The leadership accused of wrongdoing is the client. And the AGO's loyalty runs only in one direction. This is not theoretical. This is how the structure operates. 

I want to pause here and make sure we're talking directly to the people who really need to understand this most, and that's Washington's public records officers. Public records officers occupy a uniquely precarious professional space, it would appear.

They are trained rigorously on public records act. They know the law. They know that destroying records is a felony.

They also know that when they see wrongdoing, they may be the only person in their agency who understands its seriousness. But here's the solemn truth that they and everyone else must understand. The attorney general is not a confidential reporting channel.

They represent your agency, not you. If you report allegations of wrongdoing involving your leadership, that information is not protected. It can and will almost certainly flow directly to the people you are reporting.

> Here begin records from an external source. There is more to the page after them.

//! Recording live output into a persisted log and a following player

use std::fs::File;
use std::io::Read;
use std::sync::Arc;

use tempfile::TempDir;
use vtrec::session::read_file;
use vtrec::{Player, Recorder, TerminalOptions};

use crate::helpers::{full_state, screen_text};

#[test]
fn recorder_feeds_file_and_player() {
    let dir = TempDir::new().unwrap();
    let path = dir.path().join("live.ndjson");

    let player = Arc::new(Player::new(TerminalOptions::new(20, 4)));
    let recorder = Recorder::with_sink(File::create(&path).unwrap()).with_handler(player.clone());

    recorder.resize(20, 4).unwrap();
    recorder.output("$ make\r\n").unwrap();
    recorder.output("building...").unwrap();
    recorder.flush().unwrap();

    assert_eq!(player.len(), 3);
    player.goto(-1, -1);
    assert_eq!(player.view(screen_text), "$ make\nbuilding...");

    let persisted = read_file(&path).unwrap();
    assert_eq!(persisted, recorder.events());

    let replayed = Player::from_events(persisted);
    assert_eq!(replayed.view(full_state), player.view(full_state));
}

#[test]
fn recording_reader_captures_chunks() {
    let recorder = Recorder::new();
    let source: &[u8] = b"line one\r\nline two\r\n";

    let mut captured = Vec::new();
    recorder.reader(source).read_to_end(&mut captured).unwrap();

    assert_eq!(captured, source);
    let recorded: Vec<u8> = recorder
        .events()
        .iter()
        .filter_map(|e| e.message.data())
        .flatten()
        .copied()
        .collect();
    assert_eq!(recorded, source);
}

#[test]
fn player_catches_up_after_a_held_seek() {
    let player = Arc::new(Player::new(TerminalOptions::new(20, 4)));
    let recorder = Recorder::new().with_handler(player.clone());

    recorder.output("first\r\n").unwrap();
    player.acquire();
    player.goto(0, 0);
    recorder.output("second\r\n").unwrap();
    assert_eq!(player.view(screen_text), "f");
    assert_eq!(player.len(), 1);

    player.release();
    assert_eq!(player.view(screen_text), "first");
    assert_eq!(player.len(), recorder.len());

    player.goto(-1, -1);
    assert_eq!(player.view(screen_text), "first\nsecond");
}
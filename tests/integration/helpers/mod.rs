//! Shared helpers for integration tests

use vtrec::{Simulator, TerminalView};

/// Visible screen rows, right-trimmed, trailing empty rows dropped.
pub fn screen_text(term: &dyn TerminalView) -> String {
    term.text()
}

/// Everything observable about a terminal, for exact comparisons.
pub fn full_state(term: &dyn TerminalView) -> (Vec<String>, Vec<String>, String, bool) {
    (
        term.history().iter().map(|l| l.to_string()).collect(),
        term.screen().iter().map(|l| l.to_string()).collect(),
        format!("{:?}", term.cursor()),
        term.is_alt_mode(),
    )
}

/// A shell-like session: prompts, a wrapped line, wide characters, a
/// full-screen program on the alternate screen and a couple of resizes.
pub fn shell_session() -> Simulator {
    Simulator::new()
        .add((20, 5))
        .add("$ ls\r\n")
        .add("alpha  beta  gamma  delta  epsilon\r\n")
        .add("$ echo 日本語\r\n日本語\r\n")
        .add((12, 5))
        .add("$ vim\r\n")
        .add("\x1b[?1049h\x1b[H~\r\n~\r\n~")
        .add((15, 4))
        .add("\x1b[?1049l")
        .add("$ ")
        .add(&b""[..])
        .add("exit\r\n")
}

And let's be clear about what that means. If you go to the attorney general thinking you are a confidential whistleblower, and you tell them that your director is destroying records.

[Cuoio (Watech)]

Get it Gone. 

[Nixon]

The AG's ethical obligation is to their client, the director.

The law may effectively be requiring them to turn around and tell that director what you just said. You aren't just shouting into a void. You are handing your testimony directly to the defense counsel of the person you are accusing of a crime.

If you are considering reporting misconduct, you should first seek legal advice from someone who represents you and your interests. If that's your union attorney, private counsel, whatever, you need to understand your rights and risks before you do anything. I mean, this case seems to be making that very clear.

A crucial part of this to understand is that county prosecutors do have independent authority. Under Washington statute to investigate and prosecute records destruction felonies. They are structurally independent of the agency involved, right?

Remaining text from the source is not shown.